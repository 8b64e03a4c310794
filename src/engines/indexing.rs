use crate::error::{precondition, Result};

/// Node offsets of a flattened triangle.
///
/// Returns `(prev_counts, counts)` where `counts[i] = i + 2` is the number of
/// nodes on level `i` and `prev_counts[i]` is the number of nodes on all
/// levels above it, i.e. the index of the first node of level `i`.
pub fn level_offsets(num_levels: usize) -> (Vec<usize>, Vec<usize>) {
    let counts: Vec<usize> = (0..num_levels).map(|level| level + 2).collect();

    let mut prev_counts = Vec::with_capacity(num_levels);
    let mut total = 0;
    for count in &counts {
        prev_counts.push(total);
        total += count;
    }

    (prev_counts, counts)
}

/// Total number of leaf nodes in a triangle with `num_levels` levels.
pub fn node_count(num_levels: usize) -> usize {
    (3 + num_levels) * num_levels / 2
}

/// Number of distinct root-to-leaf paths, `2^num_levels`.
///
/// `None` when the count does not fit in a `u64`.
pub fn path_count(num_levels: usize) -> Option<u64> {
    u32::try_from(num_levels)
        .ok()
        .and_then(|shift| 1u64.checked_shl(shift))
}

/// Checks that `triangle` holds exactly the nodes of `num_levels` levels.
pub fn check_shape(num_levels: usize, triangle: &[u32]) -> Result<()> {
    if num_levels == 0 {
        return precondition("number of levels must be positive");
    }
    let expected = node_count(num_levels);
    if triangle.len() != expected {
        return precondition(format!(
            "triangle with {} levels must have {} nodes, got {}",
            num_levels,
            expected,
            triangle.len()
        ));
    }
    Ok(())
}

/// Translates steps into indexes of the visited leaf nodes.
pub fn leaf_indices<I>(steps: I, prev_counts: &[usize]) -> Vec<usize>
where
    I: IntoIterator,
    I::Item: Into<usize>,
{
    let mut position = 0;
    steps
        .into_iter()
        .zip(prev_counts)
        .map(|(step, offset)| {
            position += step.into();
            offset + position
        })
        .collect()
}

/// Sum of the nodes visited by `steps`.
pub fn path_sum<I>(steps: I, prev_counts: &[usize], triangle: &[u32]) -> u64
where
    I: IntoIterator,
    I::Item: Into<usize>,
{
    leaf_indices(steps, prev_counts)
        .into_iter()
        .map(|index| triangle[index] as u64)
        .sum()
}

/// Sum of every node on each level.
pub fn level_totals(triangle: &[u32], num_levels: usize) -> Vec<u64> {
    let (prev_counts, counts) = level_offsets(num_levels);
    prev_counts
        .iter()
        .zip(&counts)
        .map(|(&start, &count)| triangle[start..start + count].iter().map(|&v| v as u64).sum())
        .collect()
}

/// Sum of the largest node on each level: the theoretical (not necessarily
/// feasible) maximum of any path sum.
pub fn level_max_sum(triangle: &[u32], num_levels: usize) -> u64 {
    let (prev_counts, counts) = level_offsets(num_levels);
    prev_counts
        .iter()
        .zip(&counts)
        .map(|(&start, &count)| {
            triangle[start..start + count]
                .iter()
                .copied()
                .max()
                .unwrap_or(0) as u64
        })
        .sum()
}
◇ ◇ ◇ ◇
### WORK ORDER
Reproduce the data in its entirety, matching each character.

### ANSWER TO THIS TASK
repository 8b64e03a4c310794
filename src/engines/indexing.rs
use crate::error::{precondition, Result};

/// Node offsets of a flattened triangle.
///
/// Returns `(prev_counts, counts)` where `counts[i] = i + 2` is the number of
/// nodes on level `i` and `prev_counts[i]` is the number of nodes on all
/// levels above it, i.e. the index of the first node of level `i`.
pub fn level_offsets(num_levels: usize) -> (Vec<usize>, Vec<usize>) {
    let counts: Vec<usize> = (0..num_levels).map(|level| level + 2).collect();

    let mut prev_counts = Vec::with_capacity(num_levels);
    let mut total = 0;
    for count in &counts {
        prev_counts.push(total);
        total += count;
    }

    (prev_counts, counts)
}

/// Total number of leaf nodes in a triangle with `num_levels` levels.
pub fn node_count(num_levels: usize) -> usize {
    (3 + num_levels) * num_levels / 2
}

/// Number of distinct root-to-leaf paths, `2^num_levels`.
///
/// `None` when the count does not fit in a `u64`.
pub fn path_count(num_levels: usize) -> Option<u64> {
    u32::try_from(num_levels)
        .ok()
        .and_then(|shift| 1u64.checked_shl(shift))
}

/// Checks that `triangle` holds exactly the nodes of `num_levels` levels.
pub fn check_shape(num_levels: usize, triangle: &[u32]) -> Result<()> {
    if num_levels == 0 {
        return precondition("number of levels must be positive");
    }
    let expected = node_count(num_levels);
    if triangle.len() != expected {
        return precondition(format!(
            "triangle with {} levels must have {} nodes, got {}",
            num_levels,
            expected,
            triangle.len()
        ));
    }
    Ok(())
}

/// Translates steps into indexes of the visited leaf nodes.
pub fn leaf_indices<I>(steps: I, prev_counts: &[usize]) -> Vec<usize>
where
    I: IntoIterator,
    I::Item: Into<usize>,
{
    let mut position = 0;
    steps
        .into_iter()
        .zip(prev_counts)
        .map(|(step, offset)| {
            position += step.into();
            offset + position
        })
        .collect()
}

/// Sum of the nodes visited by `steps`.
pub fn path_sum<I>(steps: I, prev_counts: &[usize], triangle: &[u32]) -> u64
where
    I: IntoIterator,
    I::Item: Into<usize>,
{
    leaf_indices(steps, prev_counts)
        .into_iter()
        .map(|index| triangle[index] as u64)
        .sum()
}

/// Sum of every node on each level.
pub fn level_totals(triangle: &[u32], num_levels: usize) -> Vec<u64> {
    let (prev_counts, counts) = level_offsets(num_levels);
    prev_counts
        .iter()
        .zip(&counts)
        .map(|(&start, &count)| triangle[start..start + count].iter().map(|&v| v as u64).sum())
        .collect()
}

/// Sum of the largest node on each level: the theoretical (not necessarily
/// feasible) maximum of any path sum.
pub fn level_max_sum(triangle: &[u32], num_levels: usize) -> u64 {
    let (prev_counts, counts) = level_offsets(num_levels);
    prev_counts
        .iter()
        .zip(&counts)
        .map(|(&start, &count)| {
            triangle[start..start + count]
                .iter()
                .copied()
                .max()
                .unwrap_or(0) as u64
        })
        .sum()
}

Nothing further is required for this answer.